Is the PlayStation 5 worth buying?
Yes, nine times out of ten, especially if you care about single-player exclusives. With over 500 games available and a mature library five years in, it's a much safer buy now than at launch, when you were stuck replaying the same three titles.
How do I set up a PlayStation 5?
Plug in the power and HDMI cables, turn it on, and follow the on-screen setup — Wi-Fi, PSN account, system updates. Budget about 30-45 minutes for the initial software update alone. Grab a coffee. Maybe two.
Which is better, PlayStation 5 or Xbox Series X?
Depends on what you play. PS5 wins on exclusive single-player games; Xbox Series X wins on value through Game Pass. If you finish a couple of big games a year, go PS5. If you want fifty games and the attention span of a goldfish, go Xbox.
How much does a PlayStation 5 cost?
PlayStation 5 price varies by edition and bundle, with the Digital Edition sitting below the disc model. Prices have stabilized since the 2021-2022 supply shortages, though holiday bundles with big games often carry a slight premium.
What do I need to get started with a PS5?
A TV (ideally 4K if you want the full effect), an HDMI 2.1 cable for the higher frame rates, a stable internet connection, and a PSN account. Everything else — controller, cables, power brick — comes in the box.
How do I optimize PS5 settings for the best gaming performance?
Switch games to Performance Mode if frame rate matters more than resolution to you, make sure HDMI 2.1 is enabled in system settings for 120fps support, and manage your SSD storage regularly since 667 GB usable disappears faster than you'd expect.
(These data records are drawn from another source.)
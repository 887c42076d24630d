//! Pooled SQLite source.
//!
//! Connections are handed out from an `r2d2` pool. rusqlite is blocking, so
//! async callers go through [`SqlSource::with_connection`], which runs the
//! closure on the blocking thread pool.

use std::fmt;
use std::time::Duration;

use r2d2::{Pool, PooledConnection};
use r2d2_sqlite::SqliteConnectionManager;
use rusqlite::Connection;
use tracing::debug;

use crate::error::{ResourceError, ResourceResult};

/// Database url selecting a private in-memory database per connection.
pub const MEMORY_URL: &str = ":memory:";

/// A pooled SQL connection.
pub type SqlConnection = PooledConnection<SqliteConnectionManager>;

/// A cloneable handle to the connection pool.
#[derive(Clone)]
pub struct SqlSource {
    url: String,
    pool: Pool<SqliteConnectionManager>,
}

impl SqlSource {
    /// Opens a pool for `url`.
    ///
    /// Accepts [`MEMORY_URL`], a plain path, or a `sqlite://` url.
    pub fn open(url: &str, max_size: u32, timeout: Duration) -> ResourceResult<Self> {
        let manager = if url == MEMORY_URL {
            SqliteConnectionManager::memory()
        } else {
            let path = url.strip_prefix("sqlite://").unwrap_or(url);
            if path.is_empty() {
                return Err(ResourceError::Sql("empty database path".into()));
            }
            SqliteConnectionManager::file(path)
        };

        let pool = Pool::builder()
            .max_size(max_size.max(1))
            .connection_timeout(timeout)
            .build(manager)?;

        debug!(url = %url, max_size, "Opened SQL pool");
        Ok(Self {
            url: url.to_string(),
            pool,
        })
    }

    /// The url the pool was opened with.
    pub fn url(&self) -> &str {
        &self.url
    }

    /// Checks out a connection, blocking until one is free.
    pub fn get(&self) -> ResourceResult<SqlConnection> {
        Ok(self.pool.get()?)
    }

    /// Runs `f` with a pooled connection on the blocking thread pool.
    pub async fn with_connection<F, T>(&self, f: F) -> ResourceResult<T>
    where
        F: FnOnce(&Connection) -> rusqlite::Result<T> + Send + 'static,
        T: Send + 'static,
    {
        let pool = self.pool.clone();
        tokio::task::spawn_blocking(move || {
            let conn = pool.get()?;
            f(&conn).map_err(ResourceError::from)
        })
        .await?
    }

    /// Verifies that a connection can be obtained and queried.
    pub async fn probe(&self) -> ResourceResult<()> {
        let one: i64 = self
            .with_connection(|conn| conn.query_row("SELECT 1", [], |row| row.get(0)))
            .await?;
        if one != 1 {
            return Err(ResourceError::Sql(format!("probe returned {one}")));
        }
        Ok(())
    }
}

impl fmt::Debug for SqlSource {
    fn fmt(&self, f: &mut fmt::Formatter<'_>) -> fmt::Result {
        let state = self.pool.state();
        f.debug_struct("SqlSource")
            .field("url", &self.url)
            .field("connections", &state.connections)
            .field("idle", &state.idle_connections)
            .finish()
    }
}

#[cfg(test)]
mod tests {
    use super::*;

    #[tokio::test]
    async fn test_memory_probe() {
        let sql = SqlSource::open(MEMORY_URL, 2, Duration::from_secs(5)).unwrap();
        sql.probe().await.unwrap();

        let sum: i64 = sql
            .with_connection(|conn| conn.query_row("SELECT 40 + 2", [], |row| row.get(0)))
            .await
            .unwrap();
        assert_eq!(sum, 42);
    }

    #[test]
    fn test_empty_path_rejected() {
        let err = SqlSource::open("sqlite://", 1, Duration::from_secs(1)).unwrap_err();
        assert!(matches!(err, ResourceError::Sql(_)));
    }
}
use std::collections::HashMap;

use async_trait::async_trait;

use crate::error::ListenerResult;
use crate::invocation::Invocation;
use crate::plugin::Listener;
use crate::reconcile::{DESCRIPTION_LIMIT, FALLBACK_HELP, abbreviate};
use crate::resolver::ListenerRef;
use crate::scope::{AliasSet, ScopeContext};

/// Lists the commands available where it is invoked, or shows the help of one.
///
/// ```text
/// !help          -> Commands | dice: Rolls dice. | help: Lists available ... | timer: Sets a timer.
/// !help timer    -> timer | Sets a timer.
/// ```
#[derive(Debug, Clone, Copy, Default)]
pub struct HelpListener;

impl HelpListener {
    /// Plugin type the listener is registered under.
    pub const PLUGIN_TYPE: &'static str = "help";

    /// Creates the listener.
    pub fn new() -> Self {
        Self
    }
}

#[async_trait]
impl Listener for HelpListener {
    fn default_aliases(&self) -> AliasSet {
        AliasSet::of(["help"])
    }

    async fn on_command(&self, inv: Invocation) -> ListenerResult<()> {
        let mut out = inv.reply();
        let wanted = inv.args().split_whitespace().next();

        match wanted {
            None => {
                out.title("Commands", None);
                // aliases of one listener share its help
                let mut texts: HashMap<&str, String> = HashMap::new();
                let mut any = false;
                for (name, entry) in inv.resolved().exposed_aliases() {
                    let key = entry.listener.name();
                    if !texts.contains_key(key) {
                        let help = entry
                            .listener
                            .help_text(inv.context())
                            .await
                            .filter(|h| !h.trim().is_empty())
                            .unwrap_or_else(|| FALLBACK_HELP.to_string());
                        texts.insert(key, abbreviate(&help, DESCRIPTION_LIMIT));
                    }
                    out.field(name, texts[key].as_str(), false);
                    any = true;
                }
                if !any {
                    out.description().append("No commands available here.");
                }
            }
            Some(name) => match inv.resolved().alias(name) {
                Some(entry) => {
                    let help = entry
                        .listener
                        .help_text(inv.context())
                        .await
                        .filter(|h| !h.trim().is_empty())
                        .unwrap_or_else(|| FALLBACK_HELP.to_string());
                    out.title(name.to_string(), None);
                    out.description().append(&help);
                }
                None => {
                    out.plain().append(&format!("Unknown command: {name}"));
                }
            },
        }

        out.send();
        Ok(())
    }

    async fn help(&self, _ctx: &ScopeContext, _listener: &ListenerRef) -> Option<String> {
        Some("Lists available commands, or shows help for one command.".to_string())
    }
}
Is the PlayStation 5 really better than the PS4?
Considerably, and it's not close. Load times dropped from around a minute to a few seconds thanks to the custom SSD, and the jump to 4K/120fps support makes PS4 visuals look genuinely dated by comparison.
Will Sony really stop making physical PS5 games?
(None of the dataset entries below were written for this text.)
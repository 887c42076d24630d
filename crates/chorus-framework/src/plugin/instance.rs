use std::fmt;
use std::sync::Arc;

use parking_lot::Mutex;

use super::Listener;
use crate::scope::{AliasSet, CasePolicy, ListenerSpec};

/// Lifecycle state of a listener instance.
///
/// ```text
/// load ──► Loaded ──init ok──► Active ──stop──► Stopped
///                 ──init err─► Failed
/// ```
#[derive(Debug, Clone, Copy, PartialEq, Eq)]
pub enum ListenerState {
    /// Instantiated, not yet initialised.
    Loaded,
    /// Initialised and taking part in resolution.
    Active,
    /// `init` failed; treated as absent.
    Failed,
    /// `stop` was called.
    Stopped,
}

/// One installation of a plugin in the scope tree.
pub struct ListenerInstance {
    spec: ListenerSpec,
    listener: Arc<dyn Listener>,
    aliases: AliasSet,
    state: Mutex<ListenerState>,
}

impl ListenerInstance {
    /// Wraps a freshly instantiated listener.
    ///
    /// The final alias set is fixed here: the installation's override, or the
    /// plugin's defaults normalized under `policy`.
    pub fn new(spec: ListenerSpec, listener: Arc<dyn Listener>, policy: CasePolicy) -> Self {
        let aliases = match &spec.aliases {
            Some(aliases) => aliases.clone(),
            None => listener.default_aliases().normalized(policy),
        };
        Self {
            spec,
            listener,
            aliases,
            state: Mutex::new(ListenerState::Loaded),
        }
    }

    /// The installation this instance was built from.
    pub fn spec(&self) -> &ListenerSpec {
        &self.spec
    }

    /// Instance identity.
    pub fn name(&self) -> &str {
        &self.spec.name
    }

    /// Plugin type.
    pub fn plugin(&self) -> &str {
        &self.spec.plugin
    }

    /// The listener itself.
    pub fn listener(&self) -> &Arc<dyn Listener> {
        &self.listener
    }

    /// Final alias set.
    pub fn aliases(&self) -> &AliasSet {
        &self.aliases
    }

    /// Whether the instance receives every message.
    pub fn is_passive(&self) -> bool {
        self.spec.passive.unwrap_or_else(|| self.listener.passive())
    }

    /// Current lifecycle state.
    pub fn state(&self) -> ListenerState {
        *self.state.lock()
    }

    pub(crate) fn set_state(&self, state: ListenerState) {
        *self.state.lock() = state;
    }

    /// Whether resolution may pick this instance.
    pub fn is_available(&self) -> bool {
        matches!(self.state(), ListenerState::Loaded | ListenerState::Active)
    }
}

impl fmt::Debug for ListenerInstance {
    fn fmt(&self, f: &mut fmt::Formatter<'_>) -> fmt::Result {
        f.debug_struct("ListenerInstance")
            .field("name", &self.spec.name)
            .field("plugin", &self.spec.plugin)
            .field("aliases", &self.aliases)
            .field("state", &self.state())
            .finish_non_exhaustive()
    }
}
//! Context resolution.
//!
//! [`resolve`] turns a [`ScopeTree`] and a [`ScopeContext`] into a
//! [`ResolvedContext`]: the listeners active in that context, and the alias
//! names they answer to.
//!
//! # Algorithm
//!
//! 1. Walk the tree depth-first. A node is visited only if its parent matched
//!    and its effective selector matches the context. A node whose selector
//!    contradicts its parent yields [`ResolutionError::InvalidSelector`] and
//!    its subtree is skipped.
//! 2. For every listener identity installed at several matching nodes, keep
//!    the installation of the most specific node. Equal specificity falls back
//!    to declaration order, later wins.
//! 3. Map every alias of the surviving listeners to its listener. When
//!    several identities claim an alias, the one installed at the most
//!    specific node takes it. Several identities tied at that specificity
//!    yield [`ResolutionError::AliasCollision`] and the alias is left out.
//!
//! Resolution is pure: no I/O, no plugin calls, no tree mutation.
//!
//! [`ContextResolver`] wraps the current tree behind an atomically swappable
//! handle and caches results per tree version.

use std::collections::{BTreeMap, HashMap};
use std::fmt;
use std::panic::AssertUnwindSafe;
use std::sync::Arc;

use futures::FutureExt;
use parking_lot::{Mutex, RwLock};
use tracing::{debug, error, warn};

use crate::error::{ListenerError, ResolutionError};
use crate::plugin::{Listener, ListenerInstance};
use crate::scope::{AliasSet, CasePolicy, ScopeContext, ScopeNode, ScopeTree};

/// Default number of cached resolutions before the cache is flushed.
pub const DEFAULT_CACHE_CAPACITY: usize = 4096;

// =============================================================================
// ListenerRef
// =============================================================================

/// A listener as resolved for one context.
pub struct ListenerRef {
    instance: Arc<ListenerInstance>,
    chain: Vec<String>,
    specificity: usize,
}

impl ListenerRef {
    /// Instance identity.
    pub fn name(&self) -> &str {
        self.instance.name()
    }

    /// Plugin type.
    pub fn plugin(&self) -> &str {
        self.instance.plugin()
    }

    /// The listener implementation.
    pub fn listener(&self) -> &Arc<dyn Listener> {
        self.instance.listener()
    }

    /// The installation that won.
    pub fn instance(&self) -> &Arc<ListenerInstance> {
        &self.instance
    }

    /// Final alias set.
    pub fn aliases(&self) -> &AliasSet {
        self.instance.aliases()
    }

    /// Help text set by the installation, if any.
    pub fn help(&self) -> Option<&str> {
        self.instance.spec().help.as_deref()
    }

    /// Labels of the scope nodes from the root to the winning installation.
    pub fn chain(&self) -> &[String] {
        &self.chain
    }

    /// Specificity of the node the installation came from.
    pub fn specificity(&self) -> usize {
        self.specificity
    }

    /// Whether the listener receives every message.
    pub fn is_passive(&self) -> bool {
        self.instance.is_passive()
    }

    /// The explicit help text, or else whatever the plugin reports.
    ///
    /// A plugin that panics while producing help is treated as having none.
    pub async fn help_text(&self, ctx: &ScopeContext) -> Option<String> {
        if let Some(help) = self.help() {
            return Some(help.to_string());
        }
        match AssertUnwindSafe(self.listener().help(ctx, self))
            .catch_unwind()
            .await
        {
            Ok(help) => help,
            Err(payload) => {
                let err = ListenerError::panic(payload.as_ref());
                error!(listener = %self.name(), context = %ctx, error = %err, "Listener panicked while producing help");
                None
            }
        }
    }
}

impl fmt::Debug for ListenerRef {
    fn fmt(&self, f: &mut fmt::Formatter<'_>) -> fmt::Result {
        f.debug_struct("ListenerRef")
            .field("name", &self.name())
            .field("plugin", &self.plugin())
            .field("chain", &self.chain)
            .finish_non_exhaustive()
    }
}

// =============================================================================
// ResolvedContext
// =============================================================================

/// An alias entry of a resolved context.
#[derive(Debug, Clone)]
pub struct ResolvedAlias {
    /// Whether the alias is advertised.
    pub exposed: bool,
    /// The listener answering to it.
    pub listener: Arc<ListenerRef>,
}

/// The outcome of resolving one context.
#[derive(Debug)]
pub struct ResolvedContext {
    context: ScopeContext,
    version: u64,
    policy: CasePolicy,
    aliases: BTreeMap<String, ResolvedAlias>,
    listeners: Vec<Arc<ListenerRef>>,
    errors: Vec<ResolutionError>,
}

impl ResolvedContext {
    /// The context this was resolved for.
    pub fn context(&self) -> &ScopeContext {
        &self.context
    }

    /// Version of the tree this was resolved from.
    pub fn version(&self) -> u64 {
        self.version
    }

    /// Case policy of the tree this was resolved from.
    pub fn policy(&self) -> CasePolicy {
        self.policy
    }

    /// Looks up an alias, normalizing `name` under the tree's case policy.
    pub fn alias(&self, name: &str) -> Option<&ResolvedAlias> {
        self.aliases.get(self.policy.normalize(name).as_ref())
    }

    /// Every usable alias, sorted by name.
    pub fn aliases(&self) -> &BTreeMap<String, ResolvedAlias> {
        &self.aliases
    }

    /// Advertised aliases, sorted by name.
    pub fn exposed_aliases(&self) -> impl Iterator<Item = (&str, &ResolvedAlias)> {
        self.aliases
            .iter()
            .filter(|(_, a)| a.exposed)
            .map(|(name, a)| (name.as_str(), a))
    }

    /// Every active listener in declaration order, aliased or not.
    pub fn listeners(&self) -> &[Arc<ListenerRef>] {
        &self.listeners
    }

    /// Active listeners subscribed to every message.
    pub fn passive_listeners(&self) -> impl Iterator<Item = &Arc<ListenerRef>> {
        self.listeners.iter().filter(|l| l.is_passive())
    }

    /// Looks up an active listener by identity.
    pub fn listener(&self, name: &str) -> Option<&Arc<ListenerRef>> {
        self.listeners.iter().find(|l| l.name() == name)
    }

    /// Problems found while resolving.
    pub fn errors(&self) -> &[ResolutionError] {
        &self.errors
    }
}

// =============================================================================
// Resolution
// =============================================================================

/// Resolves `ctx` against `tree`.
pub fn resolve(tree: &ScopeTree, ctx: &ScopeContext) -> ResolvedContext {
    let mut matched = Vec::new();
    let mut errors = Vec::new();
    let mut chain = Vec::new();
    visit(tree.root(), ctx, &mut chain, &mut matched, &mut errors);

    // identity -> (rank, instance, chain, specificity)
    let mut winners: HashMap<&str, Winner<'_>> = HashMap::new();
    for (node, chain) in &matched {
        for (index, instance) in node.listeners().iter().enumerate() {
            if !instance.is_available() {
                continue;
            }
            let rank = (node.specificity(), node.order(), index);
            let candidate = Winner {
                rank,
                position: (node.order(), index),
                instance,
                chain,
                specificity: node.specificity(),
            };
            winners
                .entry(instance.name())
                .and_modify(|current| {
                    if candidate.rank > current.rank {
                        *current = candidate.clone();
                    }
                })
                .or_insert_with(|| candidate.clone());
        }
    }

    let mut ordered: Vec<Winner<'_>> = winners.into_values().collect();
    ordered.sort_by_key(|w| w.position);

    let listeners: Vec<Arc<ListenerRef>> = ordered
        .into_iter()
        .map(|w| {
            Arc::new(ListenerRef {
                instance: Arc::clone(w.instance),
                chain: w.chain.clone(),
                specificity: w.specificity,
            })
        })
        .collect();

    let mut claims: BTreeMap<&str, Vec<(&Arc<ListenerRef>, bool)>> = BTreeMap::new();
    for listener in &listeners {
        for alias in listener.aliases() {
            claims
                .entry(alias.name.as_str())
                .or_default()
                .push((listener, alias.exposed));
        }
    }

    let mut aliases = BTreeMap::new();
    for (name, claimants) in claims {
        // only the claims from the most specific nodes compete
        let top = claimants
            .iter()
            .map(|(l, _)| l.specificity())
            .max()
            .unwrap_or_default();
        let contenders: Vec<_> = claimants
            .into_iter()
            .filter(|(l, _)| l.specificity() == top)
            .collect();
        match contenders.as_slice() {
            [(listener, exposed)] => {
                aliases.insert(
                    name.to_string(),
                    ResolvedAlias {
                        exposed: *exposed,
                        listener: Arc::clone(listener),
                    },
                );
            }
            _ => errors.push(ResolutionError::AliasCollision {
                alias: name.to_string(),
                listeners: contenders.iter().map(|(l, _)| l.name().to_string()).collect(),
            }),
        }
    }

    ResolvedContext {
        context: ctx.clone(),
        version: tree.version(),
        policy: tree.policy(),
        aliases,
        listeners,
        errors,
    }
}

#[derive(Clone)]
struct Winner<'t> {
    rank: (usize, usize, usize),
    position: (usize, usize),
    instance: &'t Arc<ListenerInstance>,
    chain: &'t Vec<String>,
    specificity: usize,
}

fn visit<'t>(
    node: &'t ScopeNode,
    ctx: &ScopeContext,
    chain: &mut Vec<String>,
    matched: &mut Vec<(&'t ScopeNode, Vec<String>)>,
    errors: &mut Vec<ResolutionError>,
) {
    match node.effective() {
        Err(conflict) => {
            errors.push(ResolutionError::InvalidSelector {
                node: node.label().to_string(),
                attribute: conflict.attribute,
                parent: conflict.parent.clone(),
                child: conflict.child.clone(),
            });
            return;
        }
        Ok(selector) if !selector.evaluate(ctx) => return,
        Ok(_) => {}
    }

    chain.push(node.label().to_string());
    matched.push((node, chain.clone()));
    for child in node.children() {
        visit(child, ctx, chain, matched, errors);
    }
    chain.pop();
}

// =============================================================================
// ContextResolver
// =============================================================================

struct ResolutionCache {
    version: u64,
    entries: HashMap<ScopeContext, Arc<ResolvedContext>>,
}

struct ResolverInner {
    tree: RwLock<Arc<ScopeTree>>,
    cache: Mutex<ResolutionCache>,
    capacity: usize,
}

/// Shared, swappable access to the current scope tree.
///
/// Cheap to clone. Every resolution works on one tree snapshot; swapping the
/// tree never affects a resolution in progress.
#[derive(Clone)]
pub struct ContextResolver {
    inner: Arc<ResolverInner>,
}

impl ContextResolver {
    /// Creates a resolver over `tree`.
    pub fn new(tree: ScopeTree) -> Self {
        Self::with_cache_capacity(tree, DEFAULT_CACHE_CAPACITY)
    }

    /// Creates a resolver with a custom cache size; `0` disables caching.
    pub fn with_cache_capacity(tree: ScopeTree, capacity: usize) -> Self {
        let version = tree.version();
        Self {
            inner: Arc::new(ResolverInner {
                tree: RwLock::new(Arc::new(tree)),
                cache: Mutex::new(ResolutionCache {
                    version,
                    entries: HashMap::new(),
                }),
                capacity,
            }),
        }
    }

    /// The current tree.
    pub fn tree(&self) -> Arc<ScopeTree> {
        Arc::clone(&self.inner.tree.read())
    }

    /// Version of the current tree.
    pub fn version(&self) -> u64 {
        self.inner.tree.read().version()
    }

    /// Replaces the tree, returning the previous one.
    pub fn swap(&self, tree: Arc<ScopeTree>) -> Arc<ScopeTree> {
        let old = std::mem::replace(&mut *self.inner.tree.write(), tree);
        self.inner.cache.lock().entries.clear();
        debug!(old = old.version(), new = self.version(), "Scope tree swapped");
        old
    }

    /// Resolves `ctx` against the current tree.
    pub fn resolve(&self, ctx: &ScopeContext) -> Arc<ResolvedContext> {
        let tree = self.tree();

        if self.inner.capacity > 0 {
            let cache = self.inner.cache.lock();
            if cache.version == tree.version()
                && let Some(hit) = cache.entries.get(ctx)
            {
                return Arc::clone(hit);
            }
        }

        let resolved = Arc::new(resolve(&tree, ctx));
        for error in resolved.errors() {
            warn!(context = %ctx, version = tree.version(), error = %error, "Resolution problem");
        }

        if self.inner.capacity > 0 {
            let mut cache = self.inner.cache.lock();
            if cache.version != tree.version() || cache.entries.len() >= self.inner.capacity {
                cache.entries.clear();
                cache.version = tree.version();
            }
            cache.entries.insert(ctx.clone(), Arc::clone(&resolved));
        }
        resolved
    }

    /// Drops every cached resolution.
    pub fn clear_cache(&self) {
        self.inner.cache.lock().entries.clear();
    }
}

impl fmt::Debug for ContextResolver {
    fn fmt(&self, f: &mut fmt::Formatter<'_>) -> fmt::Result {
        f.debug_struct("ContextResolver")
            .field("version", &self.version())
            .field("cached", &self.inner.cache.lock().entries.len())
            .finish()
    }
}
Reportedly yes, with physical game production expected to end by 2028. That doesn't kill the console — it just shifts the industry toward digital-only distribution, which is why buying the disc edition now matters if physical ownership is important to you.
Is the PS5 disc drive worth the extra cost?
If you want to resell games, buy used, or lend titles to friends, yes. If you're fully digital already, you're paying for a feature you'll never use — save the money and get the Digital Edition instead.
So that's the PS5 in 2025 — still the console to beat, still selling steadily, still quietly counting down toward a disc-free future nobody asked for out loud. Buy smart, buy the edition that matches how you actually play, and maybe don't wait around for a PS6 announcement that isn't coming to a press conference near you anytime soon. Game on — or as Sony would put it, insert disc while supplies last.